━━━ Supplied material

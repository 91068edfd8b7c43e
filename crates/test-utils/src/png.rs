//! Minimal PNG reader for checking encoder output.
//!
//! Handles exactly what the tile encoder writes: 8-bit RGBA or indexed
//! images with a single IDAT chunk and filter type 0 on every row.

use flate2::read::ZlibDecoder;
use std::io::Read;

const SIGNATURE: [u8; 8] = [137, 80, 78, 71, 13, 10, 26, 10];

/// One PNG chunk.
#[derive(Debug, Clone)]
pub struct Chunk {
    pub kind: [u8; 4],
    pub data: Vec<u8>,
    pub crc: u32,
}

/// Split a PNG into chunks. Panics on a bad signature.
pub fn parse_chunks(png: &[u8]) -> Vec<Chunk> {
    assert_eq!(&png[..8], &SIGNATURE, "not a PNG");
    let be32 = |b: &[u8]| u32::from_be_bytes([b[0], b[1], b[2], b[3]]);

    let mut chunks = Vec::new();
    let mut pos = 8;
    while pos < png.len() {
        let len = be32(&png[pos..]) as usize;
        let mut kind = [0u8; 4];
        kind.copy_from_slice(&png[pos + 4..pos + 8]);
        let data = png[pos + 8..pos + 8 + len].to_vec();
        let crc = be32(&png[pos + 8 + len..]);
        chunks.push(Chunk { kind, data, crc });
        pos += 12 + len;
    }
    chunks
}

pub fn find_chunk<'a>(chunks: &'a [Chunk], kind: &[u8; 4]) -> Option<&'a Chunk> {
    chunks.iter().find(|c| &c.kind == kind)
}

/// Value of the `tEXt` chunk with the given keyword.
pub fn text_chunk(png: &[u8], keyword: &str) -> Option<String> {
    parse_chunks(png)
        .into_iter()
        .filter(|c| &c.kind == b"tEXt")
        .find_map(|c| {
            let nul = c.data.iter().position(|b| *b == 0)?;
            (&c.data[..nul] == keyword.as_bytes())
                .then(|| c.data[nul + 1..].iter().map(|&b| b as char).collect())
        })
}

/// Decode to `(width, height, rgba)`.
pub fn decode_rgba(png: &[u8]) -> (usize, usize, Vec<u8>) {
    let chunks = parse_chunks(png);
    let ihdr = find_chunk(&chunks, b"IHDR").expect("IHDR chunk");
    let width = u32::from_be_bytes([ihdr.data[0], ihdr.data[1], ihdr.data[2], ihdr.data[3]]) as usize;
    let height = u32::from_be_bytes([ihdr.data[4], ihdr.data[5], ihdr.data[6], ihdr.data[7]]) as usize;
    let indexed = ihdr.data[9] == 3;

    let mut raw = Vec::new();
    ZlibDecoder::new(&find_chunk(&chunks, b"IDAT").expect("IDAT chunk").data[..])
        .read_to_end(&mut raw)
        .expect("valid zlib stream");

    let palette = find_chunk(&chunks, b"PLTE").map(|c| c.data.clone());
    let alpha = find_chunk(&chunks, b"tRNS").map(|c| c.data.clone());

    let stride = width * if indexed { 1 } else { 4 } + 1;
    let mut out = Vec::with_capacity(width * height * 4);
    for row in raw.chunks_exact(stride) {
        assert_eq!(row[0], 0, "only filter type 0 is written");
        let body = &row[1..];
        if indexed {
            let plte = palette.as_ref().expect("PLTE chunk");
            for &idx in body {
                let i = idx as usize;
                let a = alpha.as_ref().and_then(|t| t.get(i).copied()).unwrap_or(255);
                out.extend_from_slice(&[plte[i * 3], plte[i * 3 + 1], plte[i * 3 + 2], a]);
            }
        } else {
            out.extend_from_slice(body);
        }
    }
    (width, height, out)
}

/// Pixel `(row, col)` of a decoded RGBA buffer.
pub fn pixel_at(rgba: &[u8], width: usize, row: usize, col: usize) -> [u8; 4] {
    let i = (row * width + col) * 4;
    [rgba[i], rgba[i + 1], rgba[i + 2], rgba[i + 3]]
}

━━━━━━

• Try it:
Every piece of the data must be set down exactly. Omit nothing.

• Finished exercise:
repository 91068edfd8b7c43e
filename crates/test-utils/src/png.rs
//! Minimal PNG reader for checking encoder output.
//!
//! Handles exactly what the tile encoder writes: 8-bit RGBA or indexed
//! images with a single IDAT chunk and filter type 0 on every row.

use flate2::read::ZlibDecoder;
use std::io::Read;

const SIGNATURE: [u8; 8] = [137, 80, 78, 71, 13, 10, 26, 10];

/// One PNG chunk.
#[derive(Debug, Clone)]
pub struct Chunk {
    pub kind: [u8; 4],
    pub data: Vec<u8>,
    pub crc: u32,
}

/// Split a PNG into chunks. Panics on a bad signature.
pub fn parse_chunks(png: &[u8]) -> Vec<Chunk> {
    assert_eq!(&png[..8], &SIGNATURE, "not a PNG");
    let be32 = |b: &[u8]| u32::from_be_bytes([b[0], b[1], b[2], b[3]]);

    let mut chunks = Vec::new();
    let mut pos = 8;
    while pos < png.len() {
        let len = be32(&png[pos..]) as usize;
        let mut kind = [0u8; 4];
        kind.copy_from_slice(&png[pos + 4..pos + 8]);
        let data = png[pos + 8..pos + 8 + len].to_vec();
        let crc = be32(&png[pos + 8 + len..]);
        chunks.push(Chunk { kind, data, crc });
        pos += 12 + len;
    }
    chunks
}

pub fn find_chunk<'a>(chunks: &'a [Chunk], kind: &[u8; 4]) -> Option<&'a Chunk> {
    chunks.iter().find(|c| &c.kind == kind)
}

/// Value of the `tEXt` chunk with the given keyword.
pub fn text_chunk(png: &[u8], keyword: &str) -> Option<String> {
    parse_chunks(png)
        .into_iter()
        .filter(|c| &c.kind == b"tEXt")
        .find_map(|c| {
            let nul = c.data.iter().position(|b| *b == 0)?;
            (&c.data[..nul] == keyword.as_bytes())
                .then(|| c.data[nul + 1..].iter().map(|&b| b as char).collect())
        })
}

/// Decode to `(width, height, rgba)`.
pub fn decode_rgba(png: &[u8]) -> (usize, usize, Vec<u8>) {
    let chunks = parse_chunks(png);
    let ihdr = find_chunk(&chunks, b"IHDR").expect("IHDR chunk");
    let width = u32::from_be_bytes([ihdr.data[0], ihdr.data[1], ihdr.data[2], ihdr.data[3]]) as usize;
    let height = u32::from_be_bytes([ihdr.data[4], ihdr.data[5], ihdr.data[6], ihdr.data[7]]) as usize;
    let indexed = ihdr.data[9] == 3;

    let mut raw = Vec::new();
    ZlibDecoder::new(&find_chunk(&chunks, b"IDAT").expect("IDAT chunk").data[..])
        .read_to_end(&mut raw)
        .expect("valid zlib stream");

    let palette = find_chunk(&chunks, b"PLTE").map(|c| c.data.clone());
    let alpha = find_chunk(&chunks, b"tRNS").map(|c| c.data.clone());

    let stride = width * if indexed { 1 } else { 4 } + 1;
    let mut out = Vec::with_capacity(width * height * 4);
    for row in raw.chunks_exact(stride) {
        assert_eq!(row[0], 0, "only filter type 0 is written");
        let body = &row[1..];
        if indexed {
            let plte = palette.as_ref().expect("PLTE chunk");
            for &idx in body {
                let i = idx as usize;
                let a = alpha.as_ref().and_then(|t| t.get(i).copied()).unwrap_or(255);
                out.extend_from_slice(&[plte[i * 3], plte[i * 3 + 1], plte[i * 3 + 2], a]);
            }
        } else {
            out.extend_from_slice(body);
        }
    }
    (width, height, out)
}

/// Pixel `(row, col)` of a decoded RGBA buffer.
pub fn pixel_at(rgba: &[u8], width: usize, row: usize, col: usize) -> [u8; 4] {
    let i = (row * width + col) * 4;
    [rgba[i], rgba[i + 1], rgba[i + 2], rgba[i + 3]]
}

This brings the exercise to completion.